◆ **Material provided**:
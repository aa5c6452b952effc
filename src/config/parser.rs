//! Configuration parser for loading configuration files.
//!
//! This module handles loading configuration from YAML files and environment
//! variables, with proper precedence and error handling.

use crate::error::{ConfigError, EcatError, Result};
use std::path::{Path, PathBuf};
use tracing::{debug, info};

use super::spec::EcatConfig;

/// Configuration parser for loading eCat configuration.
#[derive(Debug, Default)]
pub struct ConfigParser {
    /// Base path for resolving the `.env` file.
    base_path: Option<PathBuf>,
}

impl ConfigParser {
    /// Creates a new configuration parser.
    #[must_use]
    pub const fn new() -> Self {
        Self { base_path: None }
    }

    /// Sets the base path for resolving the `.env` file.
    #[must_use]
    pub fn with_base_path(mut self, path: impl Into<PathBuf>) -> Self {
        self.base_path = Some(path.into());
        self
    }

    /// Loads configuration from a YAML file.
    ///
    /// # Errors
    ///
    /// Returns an error if the file cannot be read or parsed.
    pub fn load_file(&self, path: impl AsRef<Path>) -> Result<EcatConfig> {
        let path = path.as_ref();
        info!("Loading configuration from: {}", path.display());

        if !path.exists() {
            return Err(EcatError::Config(ConfigError::FileNotFound {
                path: path.to_path_buf(),
            }));
        }

        let content = std::fs::read_to_string(path).map_err(|e| {
            EcatError::Config(ConfigError::ParseError {
                message: format!("Failed to read file: {e}"),
                location: Some(path.display().to_string()),
            })
        })?;

        self.parse_yaml(&content, Some(path))
    }

    /// Parses configuration from a YAML string.
    ///
    /// An empty document yields the default configuration.
    ///
    /// # Errors
    ///
    /// Returns an error if the YAML is invalid.
    pub fn parse_yaml(&self, content: &str, source: Option<&Path>) -> Result<EcatConfig> {
        debug!("Parsing YAML configuration");

        if content.trim().is_empty() {
            return Ok(EcatConfig::default());
        }

        serde_yaml::from_str(content).map_err(|e| {
            let location = source.map(|p| p.display().to_string());
            EcatError::Config(ConfigError::ParseError {
                message: format!("YAML parse error: {e}"),
                location,
            })
        })
    }

    /// Loads configuration with environment variable overrides.
    ///
    /// Environment variables use the `ECAT_<SECTION>_<KEY>` naming, see
    /// [`ConfigParser::apply_env_overrides`].
    ///
    /// # Errors
    ///
    /// Returns an error if the file cannot be read or parsed.
    pub fn load_with_env(&self, path: Option<&Path>) -> Result<EcatConfig> {
        let mut config = match path {
            Some(path) => self.load_file(path)?,
            None => {
                debug!("No configuration file, using defaults");
                EcatConfig::default()
            }
        };

        Self::apply_env_overrides(&mut config);

        Ok(config)
    }

    /// Applies environment variable overrides to the configuration.
    pub fn apply_env_overrides(config: &mut EcatConfig) {
        if let Ok(binary) = std::env::var("ECAT_TERRAFORM_BINARY") {
            debug!("Overriding terraform.binary from environment");
            config.terraform.binary = binary;
        }

        if let Ok(base) = std::env::var("ECAT_WORKING_DIR_BASE") {
            debug!("Overriding terraform.working_dir_base from environment");
            config.terraform.working_dir_base = PathBuf::from(base);
        }

        if let Ok(cloud) = std::env::var("ECAT_CLOUD") {
            debug!("Overriding verification.cloud from environment");
            config.verification.cloud = cloud;
        }

        if let Ok(metrics_file) = std::env::var("ECAT_METRICS_FILE") {
            debug!("Overriding reporting.metrics_file from environment");
            config.reporting.metrics_file = PathBuf::from(metrics_file);
        }
    }

    /// Loads the .env file if present.
    ///
    /// # Errors
    ///
    /// Returns an error if the .env file exists but cannot be loaded.
    pub fn load_dotenv(&self) -> Result<()> {
        let env_path = self
            .base_path
            .as_ref()
            .map_or_else(|| PathBuf::from(".env"), |p| p.join(".env"));

        if env_path.exists() {
            info!("Loading environment from: {}", env_path.display());
            dotenvy::from_path(&env_path).map_err(|e| {
                EcatError::Config(ConfigError::ParseError {
                    message: format!("Failed to load .env file: {e}"),
                    location: Some(env_path.display().to_string()),
                })
            })?;
        } else {
            debug!(".env file not found at: {}", env_path.display());
        }

        Ok(())
    }
}

/// Default configuration file names to search for.
pub const DEFAULT_CONFIG_FILES: &[&str] = &["ecat.yaml", "ecat.yml"];

/// Finds the configuration file.
///
/// Searches `start_dir` and its parents first, then the user configuration
/// directory (`~/.config/ecat/` on Linux). Returns `None` when no file
/// exists, in which case defaults apply.
#[must_use]
pub fn find_config_file(start_dir: impl AsRef<Path>) -> Option<PathBuf> {
    let mut current = start_dir.as_ref().to_path_buf();

    loop {
        for filename in DEFAULT_CONFIG_FILES {
            let config_path = current.join(filename);
            if config_path.exists() {
                info!("Found configuration file: {}", config_path.display());
                return Some(config_path);
            }
        }

        if !current.pop() {
            break;
        }
    }

    let user_dir = dirs::config_dir()?.join("ecat");
    DEFAULT_CONFIG_FILES
        .iter()
        .map(|filename| user_dir.join(filename))
        .find(|path| path.exists())
}
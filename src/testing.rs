//! In-memory stand-in for the infrastructure tool.
//!
//! [`FakeTerraform`] implements [`CommandRunner`] and keeps workspaces,
//! plans and states in memory, so multi-step lifecycles can be tested
//! without the real binary.

use async_trait::async_trait;
use serde_json::{Value, json};
use std::collections::{BTreeMap, HashMap};
use std::path::{Path, PathBuf};
use std::sync::Mutex;

use crate::error::Result;
use crate::terraform::{CommandResult, CommandRunner, DEFAULT_WORKSPACE};

type StateFn = Box<dyn Fn(&str, bool) -> Value + Send + Sync>;

#[derive(Debug, Clone)]
struct PendingPlan {
    destroy: bool,
    project_id: String,
    skip_delete: bool,
}

#[derive(Default)]
struct Backend {
    workspaces: BTreeMap<String, Option<Value>>,
    selected: HashMap<PathBuf, String>,
    plans: HashMap<PathBuf, PendingPlan>,
    calls: Vec<(PathBuf, Vec<String>)>,
    failures: Vec<(String, CommandResult)>,
    serial: u64,
}

pub(crate) struct FakeTerraform {
    backend: Mutex<Backend>,
    apply_state: StateFn,
    destroy_state: Option<Value>,
}

impl FakeTerraform {
    pub(crate) fn new() -> Self {
        Self {
            backend: Mutex::new(Backend::default()),
            apply_state: Box::new(|project_id, skip_delete| project_state(project_id, skip_delete, "europe-west2")),
            destroy_state: None,
        }
    }

    /// Replaces the state produced by an apply plan.
    pub(crate) fn with_apply_state(mut self, f: impl Fn(&str, bool) -> Value + Send + Sync + 'static) -> Self {
        self.apply_state = Box::new(f);
        self
    }

    /// Makes destroy plans leave `state` behind.
    pub(crate) fn with_destroy_state(mut self, state: Value) -> Self {
        self.destroy_state = Some(state);
        self
    }

    /// Adds a workspace that already exists, with an optional state.
    pub(crate) fn with_workspace(self, name: &str, state: Option<Value>) -> Self {
        self.lock().workspaces.insert(name.to_string(), state);
        self
    }

    /// Makes the next command starting with `prefix` return `result`.
    pub(crate) fn fail_on(self, prefix: &str, result: CommandResult) -> Self {
        self.lock().failures.push((prefix.to_string(), result));
        self
    }

    /// Command lines run in `working_dir`, without the binary.
    pub(crate) fn calls_in(&self, working_dir: &Path) -> Vec<String> {
        self.lock()
            .calls
            .iter()
            .filter(|(dir, _)| dir == working_dir)
            .map(|(_, args)| args.join(" "))
            .collect()
    }

    /// Every command line run, without the binary.
    pub(crate) fn calls(&self) -> Vec<String> {
        self.lock().calls.iter().map(|(_, args)| args.join(" ")).collect()
    }

    /// Replaces a workspace's state behind the deployer's back.
    pub(crate) fn set_workspace_state(&self, name: &str, state: Value) {
        self.lock().workspaces.insert(name.to_string(), Some(state));
    }

    pub(crate) fn workspace_state(&self, name: &str) -> Option<Value> {
        self.lock().workspaces.get(name).cloned().flatten()
    }

    fn lock(&self) -> std::sync::MutexGuard<'_, Backend> {
        self.backend.lock().unwrap()
    }

    fn handle(&self, args: &[String], working_dir: &Path) -> CommandResult {
        let mut backend = self.lock();
        backend.calls.push((working_dir.to_path_buf(), args.to_vec()));

        let line = args.join(" ");
        if let Some(index) = backend.failures.iter().position(|(prefix, _)| line.starts_with(prefix)) {
            return backend.failures.remove(index).1;
        }

        let selected = backend
            .selected
            .get(working_dir)
            .cloned()
            .unwrap_or_else(|| String::from(DEFAULT_WORKSPACE));
        let words: Vec<&str> = args.iter().map(String::as_str).collect();

        match words.as_slice() {
            ["get"] | ["init"] => CommandResult::success(""),
            ["workspace", "list"] => {
                let mut out = String::new();
                for name in std::iter::once(DEFAULT_WORKSPACE).chain(backend.workspaces.keys().map(String::as_str)) {
                    let marker = if name == selected { "* " } else { "  " };
                    out.push_str(&format!("{marker}{name}\n"));
                }
                CommandResult::success(out)
            }
            ["workspace", "new", name] => {
                if backend.workspaces.contains_key(*name) {
                    return CommandResult::new(1, "", format!("Workspace \"{name}\" already exists"));
                }
                backend.workspaces.insert((*name).to_string(), None);
                backend.selected.insert(working_dir.to_path_buf(), (*name).to_string());
                CommandResult::success("")
            }
            ["workspace", "select", name] => {
                if *name != DEFAULT_WORKSPACE && !backend.workspaces.contains_key(*name) {
                    return CommandResult::new(1, "", format!("Workspace \"{name}\" doesn't exist"));
                }
                backend.selected.insert(working_dir.to_path_buf(), (*name).to_string());
                CommandResult::success("")
            }
            ["workspace", "delete", "-force", name] => {
                if *name == selected || backend.workspaces.remove(*name).is_none() {
                    return CommandResult::new(1, "", format!("Cannot delete workspace \"{name}\""));
                }
                CommandResult::success("")
            }
            ["plan", rest @ ..] => {
                let mut plan = PendingPlan {
                    destroy: false,
                    project_id: String::new(),
                    skip_delete: false,
                };
                let mut out = None;
                for arg in rest {
                    if *arg == "-destroy" {
                        plan.destroy = true;
                    } else if let Some(path) = arg.strip_prefix("-out=") {
                        out = Some(working_dir.join(path));
                    } else if let Some(id) = arg.strip_prefix("-var=project_id=") {
                        plan.project_id = id.to_string();
                    } else if let Some(flag) = arg.strip_prefix("-var=skip_delete=") {
                        plan.skip_delete = flag == "true";
                    }
                }
                let Some(out) = out else {
                    return CommandResult::new(1, "", "missing -out");
                };
                std::fs::write(&out, b"plan").unwrap();
                backend.plans.insert(out, plan);
                CommandResult::success("Plan saved")
            }
            ["apply", "-no-color", "-input=false", "-auto-approve=false", file] => {
                let Some(plan) = backend.plans.remove(&working_dir.join(file)) else {
                    return CommandResult::new(1, "", format!("Failed to load \"{file}\" as a plan file"));
                };
                backend.serial += 1;
                let serial = backend.serial;
                let mut state = if plan.destroy {
                    self.destroy_state
                        .clone()
                        .unwrap_or_else(|| json!({"version": 4, "outputs": {}, "resources": []}))
                } else {
                    (self.apply_state)(&plan.project_id, plan.skip_delete)
                };
                if let Some(object) = state.as_object_mut() {
                    object.insert(String::from("serial"), json!(serial));
                    object.insert(String::from("lineage"), json!(format!("lineage-{selected}")));
                }
                backend.workspaces.insert(selected, Some(state));
                CommandResult::success("Apply complete!")
            }
            ["state", "pull"] => match backend.workspaces.get(&selected).cloned().flatten() {
                Some(state) => CommandResult::success(state.to_string()),
                None => CommandResult::success(""),
            },
            _ => CommandResult::new(1, "", format!("unexpected command: {line}")),
        }
    }
}

#[async_trait]
impl CommandRunner for FakeTerraform {
    async fn run(&self, _binary: &str, args: &[String], working_dir: &Path) -> Result<CommandResult> {
        Ok(self.handle(args, working_dir))
    }
}

/// A project state whose volatile fields depend on the project and side.
pub(crate) fn project_state(project_id: &str, skip_delete: bool, region: &str) -> Value {
    let number = if skip_delete { "100000000001" } else { "200000000002" };
    json!({
        "version": 4,
        "terraform_version": "1.5.7",
        "outputs": {
            "project_id": {"value": project_id, "type": "string"}
        },
        "resources": [
            {
                "mode": "managed",
                "type": "google_project",
                "name": "project",
                "provider": "provider[\"registry.terraform.io/hashicorp/google\"]",
                "instances": [{
                    "schema_version": 1,
                    "attributes": {
                        "id": format!("projects/{project_id}"),
                        "name": project_id,
                        "number": number,
                        "project_id": project_id,
                        "skip_delete": skip_delete,
                        "billing_account": "0000AA-BBBB11-CCCC22",
                        "labels": null
                    }
                }]
            },
            {
                "mode": "managed",
                "type": "google_compute_network",
                "name": "vpc",
                "provider": "provider[\"registry.terraform.io/hashicorp/google\"]",
                "instances": [{
                    "schema_version": 0,
                    "attributes": {
                        "id": format!("projects/{project_id}/global/networks/vpc"),
                        "project": project_id,
                        "region": region
                    }
                }]
            }
        ]
    })
}

/// Test configuration rooted at `base`.
pub(crate) fn config(base: &Path) -> crate::config::EcatConfig {
    let mut config = crate::config::EcatConfig::default();
    config.terraform.working_dir_base = base.to_path_buf();
    config
}

/// A minimal set of source files.
pub(crate) fn source_files() -> Vec<crate::deployer::SourceFile> {
    vec![
        crate::deployer::SourceFile::new("main.tf", b"resource \"google_project\" \"project\" {}".to_vec()).unwrap(),
        crate::deployer::SourceFile::new("modules/network/main.tf", b"resource \"google_compute_network\" \"vpc\" {}".to_vec())
            .unwrap(),
    ]
}
//! Local file reporting backend.

use serde_json::{Map, Value, json};
use std::path::{Path, PathBuf};
use tracing::{debug, info};

use crate::error::{EcatError, ReportError, Result};
use crate::verifier::VerificationReport;

use super::metrics::{MetricKind, MetricValue, MetricsRegistry};

/// Writes prepared metrics as JSON to `<metrics_file>.<metric_set>`.
#[derive(Debug, Clone)]
pub struct LocalReporter {
    metrics_file: PathBuf,
}

impl LocalReporter {
    /// Creates a reporter writing next to `metrics_file`.
    #[must_use]
    pub fn new(metrics_file: impl Into<PathBuf>) -> Self {
        Self {
            metrics_file: metrics_file.into(),
        }
    }

    /// Target path for a metric set.
    #[must_use]
    pub fn target_path(&self, metric_set: &str) -> PathBuf {
        let mut name = self.metrics_file.clone().into_os_string();
        name.push(".");
        name.push(metric_set);
        PathBuf::from(name)
    }

    /// Builds the registry for a report.
    ///
    /// # Errors
    ///
    /// Returns an error if a metric is rejected by the registry.
    pub fn registry_for(report: &VerificationReport) -> Result<MetricsRegistry> {
        let mut registry = MetricsRegistry::new(report.project_id.clone());

        let mut extra = Map::new();
        extra.insert(String::from("success"), json!(report.success));
        extra.insert(String::from("stage_on_failure"), json!(report.stage_on_failure));
        extra.insert(String::from("source_digest"), json!(report.source_digest));
        extra.insert(String::from("finished_at"), json!(report.finished_at.to_rfc3339()));
        registry.add_metric(
            MetricKind::DeploymentTime,
            MetricValue::Float(report.duration_secs),
            Some(extra),
        )?;

        let mut extra = Map::new();
        extra.insert(String::from("cloud"), Value::from(report.cloud_target.as_str()));
        registry.add_metric(MetricKind::DeploymentsRate, MetricValue::Integer(1), Some(extra))?;

        Ok(registry)
    }

    /// Writes the metrics for `report`, replacing the previous file.
    ///
    /// # Errors
    ///
    /// Returns [`ReportError::WriteFailed`] if the file cannot be written.
    pub async fn send(&self, report: &VerificationReport) -> Result<PathBuf> {
        let registry = Self::registry_for(report)?;
        let target = self.target_path(registry.metric_set());

        let content = serde_json::to_vec_pretty(&registry.prepared())
            .map_err(|e| write_failed(&target, &e))?;
        write_atomic(&target, &content).await?;

        info!("Metrics written to {}", target.display());
        Ok(target)
    }
}

async fn write_atomic(target: &Path, content: &[u8]) -> Result<()> {
    let mut temp = target.as_os_str().to_owned();
    temp.push(".tmp");
    let temp = PathBuf::from(temp);

    tokio::fs::write(&temp, content)
        .await
        .map_err(|e| write_failed(target, &e))?;
    tokio::fs::rename(&temp, target)
        .await
        .map_err(|e| write_failed(target, &e))?;

    debug!("Replaced {}", target.display());
    Ok(())
}

fn write_failed(path: &Path, error: &dyn std::fmt::Display) -> EcatError {
    EcatError::Report(ReportError::WriteFailed {
        path: path.to_path_buf(),
        message: error.to_string(),
    })
}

◆ **How to complete this task**: Send back the lines of the records word for word, from the very first through the line containing "use super::spec::EcatConfig;".

◆ **Task response**:
repository aa5c6452b952effc
filename src/config/parser.rs
//! Configuration parser for loading configuration files.
//!
//! This module handles loading configuration from YAML files and environment
//! variables, with proper precedence and error handling.

use crate::error::{ConfigError, EcatError, Result};
use std::path::{Path, PathBuf};
use tracing::{debug, info};

use super::spec::EcatConfig;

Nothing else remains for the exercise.